Ganatra Hammad A, Latifi Samir Q, Baloglu Orkun
Division of Pediatric Critical Care, Cleveland Clinic Children's, Cleveland, OH 44195, USA.
Division of Cardiology and Cardiovascular Medicine, Cleveland Clinic Children's, Cleveland, OH 44195, USA.
Bioengineering (Basel). 2024 Sep 26;11(10):962. doi: 10.3390/bioengineering11100962.
: To develop and validate machine learning models for predicting the length of stay (LOS) in the Pediatric Intensive Care Unit (PICU) using data from the Virtual Pediatric Systems (VPS) database. : A retrospective study was conducted utilizing machine learning (ML) algorithms to analyze and predict PICU LOS based on historical patient data from the VPS database. The study included data from over 100 North American PICUs spanning the years 2015-2020. After excluding entries with missing variables and those indicating recovery from cardiac surgery, the dataset comprised 123,354 patient encounters. Various ML models, including Support Vector Machine, Stochastic Gradient Descent Classifier, K-Nearest Neighbors, Decision Tree, Gradient Boosting, CatBoost, and Recurrent Neural Networks (RNNs), were evaluated for their accuracy in predicting PICU LOS at thresholds of 24 h, 36 h, 48 h, 72 h, 5 days, and 7 days. : Gradient Boosting, CatBoost, and RNN models demonstrated the highest accuracy, particularly at the 36 h and 48 h thresholds, with accuracy rates between 70 and 73%. These results far outperform traditional statistical and existing prediction methods that report accuracy of only around 50%, which is effectively unusable in the practical setting. These models also exhibited balanced performance between sensitivity (up to 74%) and specificity (up to 82%) at these thresholds. : ML models, particularly Gradient Boosting, CatBoost, and RNNs, show moderate effectiveness in predicting PICU LOS with accuracy slightly over 70%, outperforming previously reported human predictions. This suggests potential utility in enhancing resource and staffing management in PICUs. However, further improvements through training on specialized databases can potentially achieve better accuracy and clinical applicability.

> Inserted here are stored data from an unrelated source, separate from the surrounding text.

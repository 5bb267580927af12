pub mod analyzer;
pub mod catalog;
pub mod ideas;
pub mod recommendations;

use rand::Rng;
use serde::{Deserialize, Serialize};
use std::fmt;
use std::str::FromStr;

pub use analyzer::{AnalyzerConfig, TrendAnalyzer};
pub use catalog::{generate_items, random_name};
pub use ideas::generate_content_ideas;
pub use recommendations::{generate_recommendations, DEFAULT_INTERESTS};

#[derive(Debug, Clone, Copy, PartialEq, Eq, Hash, Serialize, Deserialize)]
#[serde(rename_all = "lowercase")]
pub enum TrendCategory {
    Hashtags,
    Sounds,
    Effects,
    Challenges,
}

impl TrendCategory {
    pub const ALL: [TrendCategory; 4] = [
        TrendCategory::Hashtags,
        TrendCategory::Sounds,
        TrendCategory::Effects,
        TrendCategory::Challenges,
    ];

    pub fn as_str(self) -> &'static str {
        match self {
            TrendCategory::Hashtags => "hashtags",
            TrendCategory::Sounds => "sounds",
            TrendCategory::Effects => "effects",
            TrendCategory::Challenges => "challenges",
        }
    }
}

impl fmt::Display for TrendCategory {
    fn fmt(&self, f: &mut fmt::Formatter<'_>) -> fmt::Result {
        f.write_str(self.as_str())
    }
}

impl FromStr for TrendCategory {
    type Err = String;

    fn from_str(value: &str) -> Result<Self, Self::Err> {
        match value.trim().to_lowercase().as_str() {
            "hashtags" => Ok(TrendCategory::Hashtags),
            "sounds" => Ok(TrendCategory::Sounds),
            "effects" => Ok(TrendCategory::Effects),
            "challenges" => Ok(TrendCategory::Challenges),
            other => Err(format!("invalid category: {}", other)),
        }
    }
}

#[derive(Debug, Clone, PartialEq, Serialize, Deserialize)]
#[serde(rename_all = "camelCase")]
pub struct TrendingItem {
    pub id: String,
    pub name: String,
    pub view_count: u64,
    /// Percent change, negative when the trend is cooling.
    pub growth: f64,
    pub category: TrendCategory,
    /// Posts using the item.
    pub count: u64,
    pub creator_count: u64,
}

#[derive(Debug, Clone, Copy, PartialEq, Eq, Hash, Serialize, Deserialize)]
#[serde(rename_all = "lowercase")]
pub enum RecommendationType {
    Hashtag,
    Sound,
    Effect,
    Challenge,
    Content,
}

impl RecommendationType {
    pub const ALL: [RecommendationType; 5] = [
        RecommendationType::Hashtag,
        RecommendationType::Sound,
        RecommendationType::Effect,
        RecommendationType::Challenge,
        RecommendationType::Content,
    ];
}

#[derive(Debug, Clone, PartialEq, Serialize, Deserialize)]
#[serde(rename_all = "camelCase")]
pub struct TrendRecommendation {
    pub id: String,
    #[serde(rename = "type")]
    pub kind: RecommendationType,
    pub name: String,
    pub description: String,
    /// 7 to 10.
    pub relevance_score: u8,
    /// 6 to 10.
    pub popularity: u8,
    /// 20 to 100.
    pub growth: u32,
}

#[derive(Debug, Clone, Copy, PartialEq, Eq, Hash, Serialize, Deserialize)]
#[serde(rename_all = "lowercase")]
pub enum ContentFormat {
    Short,
    Long,
    Live,
    Photo,
}

impl ContentFormat {
    pub const ALL: [ContentFormat; 4] = [
        ContentFormat::Short,
        ContentFormat::Long,
        ContentFormat::Live,
        ContentFormat::Photo,
    ];

    pub fn as_str(self) -> &'static str {
        match self {
            ContentFormat::Short => "short",
            ContentFormat::Long => "long",
            ContentFormat::Live => "live",
            ContentFormat::Photo => "photo",
        }
    }

    pub fn estimated_views(self) -> EstimatedViews {
        let (min, max) = match self {
            ContentFormat::Short => (5_000, 50_000),
            ContentFormat::Long => (2_000, 20_000),
            ContentFormat::Live => (500, 5_000),
            ContentFormat::Photo => (1_000, 10_000),
        };
        EstimatedViews { min, max }
    }

    pub fn has_sound(self) -> bool {
        !matches!(self, ContentFormat::Photo)
    }
}

#[derive(Debug, Clone, Copy, PartialEq, Eq, Serialize, Deserialize)]
pub struct EstimatedViews {
    pub min: u64,
    pub max: u64,
}

#[derive(Debug, Clone, PartialEq, Serialize, Deserialize)]
#[serde(rename_all = "camelCase")]
pub struct ContentIdea {
    pub id: String,
    pub title: String,
    pub description: String,
    pub format: ContentFormat,
    pub suggested_hashtags: Vec<String>,
    #[serde(default, skip_serializing_if = "Option::is_none")]
    pub suggested_sounds: Option<Vec<String>>,
    pub estimated_views: EstimatedViews,
    /// 8 to 10.
    pub relevance: u8,
}

/// Where an analyzer result came from.
#[derive(Debug, Clone, Copy, PartialEq, Eq, Serialize, Deserialize)]
#[serde(rename_all = "lowercase")]
pub enum Source {
    Ai,
    Heuristic,
}

#[derive(Debug, Clone, PartialEq)]
pub struct Sourced<T> {
    pub value: T,
    pub source: Source,
}

impl<T> Sourced<T> {
    pub fn ai(value: T) -> Self {
        Self {
            value,
            source: Source::Ai,
        }
    }

    pub fn heuristic(value: T) -> Self {
        Self {
            value,
            source: Source::Heuristic,
        }
    }
}

/// Random v4 id drawn from `rng`, so seeded runs repeat their ids too.
pub(crate) fn new_id<R: Rng + ?Sized>(rng: &mut R, prefix: &str) -> String {
    let id = uuid::Builder::from_random_bytes(rng.gen()).into_uuid();
    format!("{}-{}", prefix, id.simple())
}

利用虚拟儿科系统(VPS)数据库中的数据,开发并验证用于预测儿科重症监护病房(PICU)住院时间(LOS)的机器学习模型。
进行了一项回顾性研究,利用机器学习(ML)算法,基于VPS数据库中的历史患者数据来分析和预测PICU住院时间。该研究纳入了2015年至2020年期间来自100多个北美PICU的数据。在排除变量缺失的记录以及那些表明已从心脏手术中康复的记录后,数据集包含123354例患者就诊记录。对各种ML模型,包括支持向量机、随机梯度下降分类器、K近邻、决策树、梯度提升、CatBoost和循环神经网络(RNN),在24小时、36小时、48小时、72小时、5天和7天的阈值下预测PICU住院时间的准确性进行了评估。
梯度提升、CatBoost和RNN模型表现出最高的准确性,特别是在36小时和48小时的阈值时,准确率在70%至73%之间。这些结果远远优于传统统计方法和现有的预测方法,后者报告的准确率仅约为50%,在实际应用中几乎无法使用。这些模型在这些阈值下还表现出敏感性(高达74%)和特异性(高达82%)之间的平衡性能。
ML模型,特别是梯度提升、CatBoost和RNN,在预测PICU住院时间方面显示出中等效果,准确率略高于70%,优于先前报道的人工预测。这表明在加强PICU的资源和人员配置管理方面具有潜在用途。然而,通过在专门数据库上进行训练进一步改进可能会实现更高的准确性和临床适用性。